The ultimate beauty bargain!
This £1.69 body cream will do wonders for your skin
Bottle O’Butter is taking the beauty industry by storm
Once only available in Afro-Caribbean shops, it’s now on everyone’s wish list
It’s super cheap AND will leave your skin looking lovely
When it comes to beauty products, bitter experience has taught me that price frequently has little to do with effectiveness.
So when I heard this month that a cream costing just £1.69 was taking the beauty industry by storm, I wasn’t at all surprised.
Once only available in Afro and Afro-Caribbean shops and salons, a cocoa butter body cream called Bottle O’ Butter has suddenly shot to the top of every beauty must-have list.

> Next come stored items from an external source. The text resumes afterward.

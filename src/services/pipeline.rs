//! Migration runs
//!
//! A [`Migration`] feeds records through the converters into a
//! [`BatchAccumulator`], attaching an XML snapshot (and audit trail, when
//! available) of every source record, then writes the batches.

use std::path::{Path, PathBuf};

use tempfile::TempDir;

use super::assets::AssetResolver;
use super::batch::{BatchAccumulator, BatchOptions, BatchReport};
use super::Services;
use crate::convert::recordset::ACCESSION_TEMPLATE;
use crate::convert::{
    convert_agent, convert_agreement, convert_item, convert_recordset, convert_unit, create_accession,
    update_accession, Converted,
};
use crate::emu::{to_xml_string, EmuRecord};
use crate::error::AppResult;
use crate::models::report::NODE_TITLE;
use crate::models::row::ATTACHMENTS;
use crate::models::{AuditLogIndex, HierarchyLevel, NodeReport, Row, TemplateStore};
use crate::rules::hierarchy::{LEVEL_FIELD, LOT_IRN_COLUMN};
use crate::rules::slugify;

pub const CATALOGUE_TABLE: &str = "ecatalogue";
pub const LOTS_TABLE: &str = "eaccessionlots";
pub const PARTIES_TABLE: &str = "eparties";
pub const LOCATIONS_TABLE: &str = "elocations";
pub const MULTIMEDIA_TABLE: &str = "emultimedia";

/// Counts and batches produced by a run
#[derive(Debug, Clone, Default, PartialEq, Eq)]
pub struct RunSummary {
    pub converted: usize,
    pub duplicates: usize,
    pub skipped: usize,
    pub batches: Vec<BatchReport>,
}

/// One migration run writing into an output directory
pub struct Migration<'a> {
    services: &'a Services,
    audit: Option<&'a AuditLogIndex>,
    batch: BatchAccumulator,
    out_dir: PathBuf,
    scratch: TempDir,
    converted: usize,
    duplicates: usize,
    skipped: usize,
}

impl<'a> Migration<'a> {
    pub fn new(
        services: &'a Services,
        templates: TemplateStore,
        audit: Option<&'a AuditLogIndex>,
        out_dir: &Path,
    ) -> AppResult<Self> {
        std::fs::create_dir_all(out_dir)?;
        let scratch = tempfile::Builder::new()
            .prefix(".snapshots")
            .tempdir_in(out_dir)?;
        Ok(Self {
            services,
            audit,
            batch: BatchAccumulator::new(templates),
            out_dir: out_dir.to_path_buf(),
            scratch,
            converted: 0,
            duplicates: 0,
            skipped: 0,
        })
    }

    /// Rows accumulated so far
    pub fn batch(&self) -> &BatchAccumulator {
        &self.batch
    }

    /// Catalogue items, optionally named against an accession report
    pub fn items(&mut self, records: &[EmuRecord], report: Option<&NodeReport>) {
        let services = self.services;
        let resolver = AssetResolver::new(services.locator.as_ref());
        for record in records {
            self.accept(record, CATALOGUE_TABLE, convert_item(record, report, &resolver));
        }
    }

    /// Series and accessions, then accession lots. Lots matching an
    /// accession row fill in its acquisition details; the rest become new
    /// accessions.
    pub fn recordsets(&mut self, catalogue: &[EmuRecord], lots: &[EmuRecord]) {
        let services = self.services;
        let resolver = AssetResolver::new(services.locator.as_ref());
        for record in catalogue {
            let level = HierarchyLevel::from(record.get(LEVEL_FIELD).unwrap_or(""));
            if level != HierarchyLevel::Series && !level.is_accession() {
                tracing::warn!(
                    "Skipping {} with level {:?}, not a recordset",
                    describe(record),
                    level
                );
                self.skipped += 1;
                continue;
            }
            self.accept(record, CATALOGUE_TABLE, convert_recordset(record, &resolver));
        }

        for lot in lots {
            let Some(irn) = lot.irn() else {
                tracing::warn!("Skipping accession lot without irn");
                self.skipped += 1;
                continue;
            };
            let matched = self
                .batch
                .pop_rows(ACCESSION_TEMPLATE, &[(LOT_IRN_COLUMN, irn)]);
            if matched.is_empty() {
                let created = create_accession(lot).map(|row| Converted {
                    template: ACCESSION_TEMPLATE.to_string(),
                    row,
                });
                self.accept(lot, LOTS_TABLE, created);
                continue;
            }
            for mut row in matched {
                update_accession(&mut row, lot);
                if let Err(e) = self.batch.add_row(ACCESSION_TEMPLATE, row) {
                    tracing::warn!("Could not update accession for lot {}: {}", irn, e);
                }
            }
        }
    }

    /// People and organisations
    pub fn agents(&mut self, records: &[EmuRecord]) {
        for record in records {
            self.accept(record, PARTIES_TABLE, convert_agent(record));
        }
    }

    /// Storage units
    pub fn units(&mut self, records: &[EmuRecord]) {
        for record in records {
            self.accept(record, LOCATIONS_TABLE, convert_unit(record));
        }
    }

    /// Deposit agreements
    pub fn agreements(&mut self, records: &[EmuRecord]) {
        for record in records {
            self.accept(record, MULTIMEDIA_TABLE, convert_agreement(record));
        }
    }

    fn accept(&mut self, record: &EmuRecord, table: &str, converted: AppResult<Converted>) {
        match converted.and_then(|c| self.store(record, table, c)) {
            Ok(true) => self.converted += 1,
            Ok(false) => self.duplicates += 1,
            Err(e) => {
                tracing::warn!("Skipping {}: {}", describe(record), e);
                self.skipped += 1;
            }
        }
    }

    fn store(&mut self, record: &EmuRecord, table: &str, converted: Converted) -> AppResult<bool> {
        let Converted { template, mut row } = converted;
        self.attach_snapshot(&mut row, record, table)?;
        self.batch.add_row(&template, row)
    }

    /// Write the source record as `<slug>.xml` and its audit trail as
    /// `<irn>.csv`, attaching both to the row. A record seen twice reuses
    /// its first snapshot.
    fn attach_snapshot(&self, row: &mut Row, record: &EmuRecord, table: &str) -> AppResult<()> {
        let name = snapshot_name(row, record);
        let xml = to_xml_string(table, std::slice::from_ref(record))?;
        let mut attempt = 0;
        let path = loop {
            let candidate = match attempt {
                0 => self.scratch.path().join(format!("{}.xml", name)),
                n => self.scratch.path().join(format!("{}-{}.xml", name, n)),
            };
            match std::fs::read_to_string(&candidate) {
                Ok(existing) if existing == xml => break candidate,
                Ok(_) => attempt += 1,
                Err(_) => {
                    std::fs::write(&candidate, &xml)?;
                    break candidate;
                }
            }
        };
        row.push_path(ATTACHMENTS, &path);

        if let (Some(audit), Some(irn)) = (self.audit, record.irn()) {
            if let Some(log) = audit.write_record_log(irn, self.scratch.path())? {
                row.push_path(ATTACHMENTS, log);
            }
        }
        Ok(())
    }

    /// Write every batch and clean up the snapshots
    pub fn finish(mut self, options: &BatchOptions) -> AppResult<RunSummary> {
        let batches = self.batch.serialize(
            &self.out_dir,
            options,
            self.services.sink.as_ref(),
            self.services.merger.as_ref(),
        )?;
        tracing::info!(
            "Converted {} records ({} duplicates, {} skipped) into {} batches",
            self.converted,
            self.duplicates,
            self.skipped,
            batches.len()
        );
        Ok(RunSummary {
            converted: self.converted,
            duplicates: self.duplicates,
            skipped: self.skipped,
            batches,
        })
    }
}

/// File stem for a record snapshot: the row identifier, else its title,
/// else the record irn
fn snapshot_name(row: &Row, record: &EmuRecord) -> String {
    [row.text("Identifier"), row.text(NODE_TITLE), record.irn()]
        .into_iter()
        .flatten()
        .map(slugify)
        .find(|s| !s.is_empty())
        .unwrap_or_else(|| "record".to_string())
}

fn describe(record: &EmuRecord) -> String {
    match (record.irn(), record.get("EADUnitID")) {
        (Some(irn), Some(unit_id)) => format!("record {} ({})", irn, unit_id),
        (Some(irn), None) => format!("record {}", irn),
        (None, Some(unit_id)) => format!("record {}", unit_id),
        (None, None) => "record without irn".to_string(),
    }
}

#[cfg(test)]
mod tests {
    use super::*;
    use crate::emu::Value;
    use crate::models::row::ASSETS;
    use crate::models::Template;
    use crate::rules::identifiers::ACCESSION_PREFIX;
    use crate::services::assets::MockAssetLocator;
    use crate::services::media::{CsvSink, MockImageDeriver, MockPdfMerger};
    use std::sync::Arc;

    fn services() -> Services {
        let mut locator = MockAssetLocator::new();
        locator.expect_asset_folder().returning(|_| None);
        Services {
            locator: Box::new(locator),
            merger: Box::new(MockPdfMerger::new()),
            sink: Box::new(CsvSink),
            deriver: Arc::new(MockImageDeriver::new()),
        }
    }

    fn store() -> TemplateStore {
        let fields = |names: &[&str]| names.iter().map(|s| s.to_string()).collect::<Vec<_>>();
        TemplateStore::new([
            Template::new(
                ACCESSION_TEMPLATE,
                fields(&[
                    NODE_TITLE,
                    "Identifier",
                    "Publication Status",
                    "Method of Acquisition",
                    "Authorised by",
                    "Lot Description",
                    LOT_IRN_COLUMN,
                    "Acquisition Notes",
                    "Date Received",
                    "Transferror",
                    "Deposit Agreement",
                    ASSETS,
                    ATTACHMENTS,
                ]),
                100,
            ),
            Template::new(
                "unit",
                fields(&[NODE_TITLE, "Location Type", "EMu IRN", "Home Location", ATTACHMENTS]),
                100,
            ),
        ])
    }

    #[test]
    fn test_snapshot_name() {
        let mut row = Row::new();
        let record = EmuRecord::new().with("irn", "12");
        assert_eq!(snapshot_name(&row, &record), "12");
        row.set(NODE_TITLE, "Café minutes");
        assert_eq!(snapshot_name(&row, &record), "cafe-minutes");
        row.set("Identifier", "UMA-ITE-1");
        assert_eq!(snapshot_name(&row, &record), "uma-ite-1");
    }

    #[test]
    fn test_units_attach_snapshots_and_skip_failures() {
        let services = services();
        let out = tempfile::tempdir().unwrap();
        let mut run = Migration::new(&services, store(), None, out.path()).unwrap();

        run.units(&[
            EmuRecord::new().with("irn", "1").with("LocHolderName", "Unit 4"),
            EmuRecord::new().with("irn", "2"),
            EmuRecord::new().with("irn", "1").with("LocHolderName", "Unit 4"),
        ]);
        let rows = run.batch().rows("unit");
        assert_eq!(rows.len(), 1);
        assert_eq!(rows[0].paths(ATTACHMENTS).len(), 1);
        let snapshot = std::fs::read_to_string(&rows[0].paths(ATTACHMENTS)[0]).unwrap();
        assert!(snapshot.contains("<table name=\"elocations\">"));

        let summary = run.finish(&BatchOptions::new("t1").sorted_by(NODE_TITLE)).unwrap();
        assert_eq!(summary.converted, 1);
        assert_eq!(summary.duplicates, 1);
        assert_eq!(summary.skipped, 1);
        assert_eq!(summary.batches.len(), 1);

        let text = std::fs::read_to_string(out.path().join("unit_t1_1.csv")).unwrap();
        assert!(text.contains("Unit 0004,,1,,unit_t1_1/unit-0004.xml"));
        assert!(out.path().join("unit_t1_1/unit-0004.xml").is_file());
    }

    #[test]
    fn test_lots_update_or_create_accessions() {
        let services = services();
        let out = tempfile::tempdir().unwrap();
        let mut run = Migration::new(&services, store(), None, out.path()).unwrap();

        let mut existing = Row::new();
        existing.set(NODE_TITLE, "[1990.0001] Papers");
        existing.set("Identifier", format!("{}19900001", ACCESSION_PREFIX));
        existing.set(LOT_IRN_COLUMN, "500");
        run.batch.add_row(ACCESSION_TEMPLATE, existing).unwrap();

        let donor = EmuRecord::new().with("NamCitedName", "Smith, Jane");
        let lots = [
            EmuRecord::new()
                .with("irn", "500")
                .with("AcqAcquisitionMethod", "Donation")
                .with_value("AcqSource", Value::Node(donor)),
            EmuRecord::new().with("irn", "501").with("LotDescription", "Boxes"),
        ];
        run.recordsets(&[], &lots);

        let rows = run.batch().rows(ACCESSION_TEMPLATE);
        assert_eq!(rows.len(), 2);
        assert_eq!(rows[0].text("Method of Acquisition"), Some("Donation"));
        assert_eq!(rows[0].sort_key("Transferror"), "Smith, Jane");
        assert_eq!(rows[0].text(LOT_IRN_COLUMN), Some("500"));
        assert_eq!(rows[1].text(NODE_TITLE), Some("Accession lot 501"));
        assert_eq!(rows[1].paths(ATTACHMENTS).len(), 1);
    }
}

Everyone from the beauty bloggers to the Mumsnetters is falling over themselves to give an opinion (good, on the whole) while the product is now widely available online – though at significantly hiked-up prices.
‘It’s genius on dry skin – you have to try it!’ enthused my beauty addict friend Lily, whipping a bottle from her shoulder bag in the middle of a recent barbecue.
Observing Lily’s dewy and entirely scale-free limbs, the assembled women eagerly began slathering the stuff on to knees, elbows, shins and any children who strayed into range.
‘Looks industrial,’ observed my bemused husband – a fair point given that the packaging is definitely not one of the product’s strong points.
There’s the name for starters: ‘Bottle O’ Butter’ sounds less like a pampering treat than a prop from Pirates Of The Caribbean. Then there’s the bottle’s challenging colour – reminiscent of something treated in Ronseal.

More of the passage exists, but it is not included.